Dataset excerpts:
----
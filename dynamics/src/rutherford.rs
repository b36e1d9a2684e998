//! Rutherford experiment: an alpha particle fired past a fixed nucleus
//!
//! Lengths are scaled by the predicted closest approach `r_c`, so the same
//! settings work from eV to MeV beams.

use crate::analysis::{calculate_scattering_angle, find_closest_approach, ClosestApproach};
use crate::trajectory::{
    integrate, ChargedParticleState, SourceCharge, Trajectory, TrajectoryConfig,
};
use common::error::{ensure_positive, DomainError, Result};
use common::Measurements;
use glam::DVec3;
use nuclear::{ev_to_joules, ScatteringParameters};
use std::time::Duration;

/// Geometry and resolution of a scattering run
#[derive(Debug, Clone, Copy, PartialEq)]
pub struct RutherfordConfig {
    /// Particle starts at x = -start_factor·r_c
    pub start_factor: f64,
    /// Simulated time is travel_factor·r_c / v0
    pub travel_factor: f64,
    /// Run ends once beyond escape_factor·r_c and receding
    pub escape_factor: f64,
    pub steps: usize,
    pub step_budget: Option<usize>,
    pub time_budget: Option<Duration>,
}

impl Default for RutherfordConfig {
    fn default() -> Self {
        Self {
            start_factor: 10.0,
            travel_factor: 30.0,
            escape_factor: 12.0,
            steps: 20_000,
            step_budget: None,
            time_budget: None,
        }
    }
}

impl RutherfordConfig {
    pub fn with_start_factor(mut self, factor: f64) -> Self {
        self.start_factor = factor;
        self
    }

    pub fn with_travel_factor(mut self, factor: f64) -> Self {
        self.travel_factor = factor;
        self
    }

    pub fn with_escape_factor(mut self, factor: f64) -> Self {
        self.escape_factor = factor;
        self
    }

    pub fn with_steps(mut self, steps: usize) -> Self {
        self.steps = steps;
        self
    }

    pub fn with_step_budget(mut self, steps: usize) -> Self {
        self.step_budget = Some(steps);
        self
    }

    pub fn with_time_budget(mut self, budget: Duration) -> Self {
        self.time_budget = Some(budget);
        self
    }

    /// Coarse run for interactive previews
    pub fn preset_preview() -> Self {
        Self::default().with_steps(2_000)
    }
}

/// Outcome of one scattering run
#[derive(Debug, Clone, PartialEq)]
pub struct ScatteringRun {
    pub params: ScatteringParameters,
    pub initial_velocity: DVec3,
    pub trajectory: Trajectory,
    pub closest_approach: Option<ClosestApproach>,
    /// Deflection measured from the outgoing direction
    pub scattering_angle: f64,
    pub predicted_angle: f64,
    pub predicted_closest_approach: f64,
}

impl ScatteringRun {
    pub fn measurements(&self) -> Measurements {
        let mut m = Measurements::new()
            .with("scatteringAngle", self.scattering_angle)
            .with("predictedScatteringAngle", self.predicted_angle)
            .with("predictedClosestApproach", self.predicted_closest_approach)
            .with("impactParameter", self.params.impact_parameter);
        if let Some(closest) = self.closest_approach {
            m.insert("closestApproach", closest.distance);
        }
        m
    }
}

/// Fire `params.mass` with kinetic energy `params.energy` along +x at a
/// nucleus fixed at the origin, offset by the impact parameter in y.
///
/// Only repulsive pairs are accepted: the start distance and the predicted
/// angle both come from the repulsive closed forms.
pub fn simulate(
    params: &ScatteringParameters,
    config: &RutherfordConfig,
) -> Result<ScatteringRun> {
    if !params.is_repulsive() {
        return Err(DomainError::AttractivePair {
            charge1: params.charge1,
            charge2: params.charge2,
        });
    }
    ensure_positive("start factor", config.start_factor)?;
    ensure_positive("travel factor", config.travel_factor)?;
    ensure_positive("escape factor", config.escape_factor)?;
    if config.escape_factor <= config.start_factor {
        return Err(DomainError::OutOfRange {
            name: "escape factor",
            value: config.escape_factor,
            min: config.start_factor,
            max: f64::INFINITY,
        });
    }

    let predicted_angle = params.scattering_angle();
    let scale = params.closest_approach();
    let speed = (2.0 * ev_to_joules(params.energy) / params.mass).sqrt();

    let initial_velocity = DVec3::new(speed, 0.0, 0.0);
    let start = DVec3::new(-config.start_factor * scale, params.impact_parameter, 0.0);
    let alpha = ChargedParticleState::new(start, initial_velocity, params.mass, params.charge1)?;
    let nucleus = SourceCharge::at_origin(params.charge2);

    let duration = config.travel_factor * scale / speed;
    let trajectory_config = TrajectoryConfig {
        step_budget: config.step_budget,
        time_budget: config.time_budget,
        ..TrajectoryConfig::new(duration, config.steps)
            .with_escape_radius(config.escape_factor * scale)
    };

    let trajectory = integrate(&alpha, &[nucleus], &trajectory_config)?;
    let positions = trajectory.positions();

    Ok(ScatteringRun {
        params: *params,
        initial_velocity,
        closest_approach: find_closest_approach(&positions, nucleus.position),
        scattering_angle: calculate_scattering_angle(&positions, initial_velocity),
        predicted_angle,
        predicted_closest_approach: scale,
        trajectory,
    })
}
----
▶ _Task details_: Set down the entries verbatim, leaving none out.

▶ _Answer_:
filename dynamics/src/rutherford.rs
repository b36e1d9a2684e998
//! Rutherford experiment: an alpha particle fired past a fixed nucleus
//!
//! Lengths are scaled by the predicted closest approach `r_c`, so the same
//! settings work from eV to MeV beams.

use crate::analysis::{calculate_scattering_angle, find_closest_approach, ClosestApproach};
use crate::trajectory::{
    integrate, ChargedParticleState, SourceCharge, Trajectory, TrajectoryConfig,
};
use common::error::{ensure_positive, DomainError, Result};
use common::Measurements;
use glam::DVec3;
use nuclear::{ev_to_joules, ScatteringParameters};
use std::time::Duration;

/// Geometry and resolution of a scattering run
#[derive(Debug, Clone, Copy, PartialEq)]
pub struct RutherfordConfig {
    /// Particle starts at x = -start_factor·r_c
    pub start_factor: f64,
    /// Simulated time is travel_factor·r_c / v0
    pub travel_factor: f64,
    /// Run ends once beyond escape_factor·r_c and receding
    pub escape_factor: f64,
    pub steps: usize,
    pub step_budget: Option<usize>,
    pub time_budget: Option<Duration>,
}

impl Default for RutherfordConfig {
    fn default() -> Self {
        Self {
            start_factor: 10.0,
            travel_factor: 30.0,
            escape_factor: 12.0,
            steps: 20_000,
            step_budget: None,
            time_budget: None,
        }
    }
}

impl RutherfordConfig {
    pub fn with_start_factor(mut self, factor: f64) -> Self {
        self.start_factor = factor;
        self
    }

    pub fn with_travel_factor(mut self, factor: f64) -> Self {
        self.travel_factor = factor;
        self
    }

    pub fn with_escape_factor(mut self, factor: f64) -> Self {
        self.escape_factor = factor;
        self
    }

    pub fn with_steps(mut self, steps: usize) -> Self {
        self.steps = steps;
        self
    }

    pub fn with_step_budget(mut self, steps: usize) -> Self {
        self.step_budget = Some(steps);
        self
    }

    pub fn with_time_budget(mut self, budget: Duration) -> Self {
        self.time_budget = Some(budget);
        self
    }

    /// Coarse run for interactive previews
    pub fn preset_preview() -> Self {
        Self::default().with_steps(2_000)
    }
}

/// Outcome of one scattering run
#[derive(Debug, Clone, PartialEq)]
pub struct ScatteringRun {
    pub params: ScatteringParameters,
    pub initial_velocity: DVec3,
    pub trajectory: Trajectory,
    pub closest_approach: Option<ClosestApproach>,
    /// Deflection measured from the outgoing direction
    pub scattering_angle: f64,
    pub predicted_angle: f64,
    pub predicted_closest_approach: f64,
}

impl ScatteringRun {
    pub fn measurements(&self) -> Measurements {
        let mut m = Measurements::new()
            .with("scatteringAngle", self.scattering_angle)
            .with("predictedScatteringAngle", self.predicted_angle)
            .with("predictedClosestApproach", self.predicted_closest_approach)
            .with("impactParameter", self.params.impact_parameter);
        if let Some(closest) = self.closest_approach {
            m.insert("closestApproach", closest.distance);
        }
        m
    }
}

/// Fire `params.mass` with kinetic energy `params.energy` along +x at a
/// nucleus fixed at the origin, offset by the impact parameter in y.
///
/// Only repulsive pairs are accepted: the start distance and the predicted
/// angle both come from the repulsive closed forms.
pub fn simulate(
    params: &ScatteringParameters,
    config: &RutherfordConfig,
) -> Result<ScatteringRun> {
    if !params.is_repulsive() {
        return Err(DomainError::AttractivePair {
            charge1: params.charge1,
            charge2: params.charge2,
        });
    }
    ensure_positive("start factor", config.start_factor)?;
    ensure_positive("travel factor", config.travel_factor)?;
    ensure_positive("escape factor", config.escape_factor)?;
    if config.escape_factor <= config.start_factor {
        return Err(DomainError::OutOfRange {
            name: "escape factor",
            value: config.escape_factor,
            min: config.start_factor,
            max: f64::INFINITY,
        });
    }

    let predicted_angle = params.scattering_angle();
    let scale = params.closest_approach();
    let speed = (2.0 * ev_to_joules(params.energy) / params.mass).sqrt();

    let initial_velocity = DVec3::new(speed, 0.0, 0.0);
    let start = DVec3::new(-config.start_factor * scale, params.impact_parameter, 0.0);
    let alpha = ChargedParticleState::new(start, initial_velocity, params.mass, params.charge1)?;
    let nucleus = SourceCharge::at_origin(params.charge2);

    let duration = config.travel_factor * scale / speed;
    let trajectory_config = TrajectoryConfig {
        step_budget: config.step_budget,
        time_budget: config.time_budget,
        ..TrajectoryConfig::new(duration, config.steps)
            .with_escape_radius(config.escape_factor * scale)
    };

    let trajectory = integrate(&alpha, &[nucleus], &trajectory_config)?;
    let positions = trajectory.positions();

    Ok(ScatteringRun {
        params: *params,
        initial_velocity,
        closest_approach: find_closest_approach(&positions, nucleus.position),
        scattering_angle: calculate_scattering_angle(&positions, initial_velocity),
        predicted_angle,
        predicted_closest_approach: scale,
        trajectory,
    })
}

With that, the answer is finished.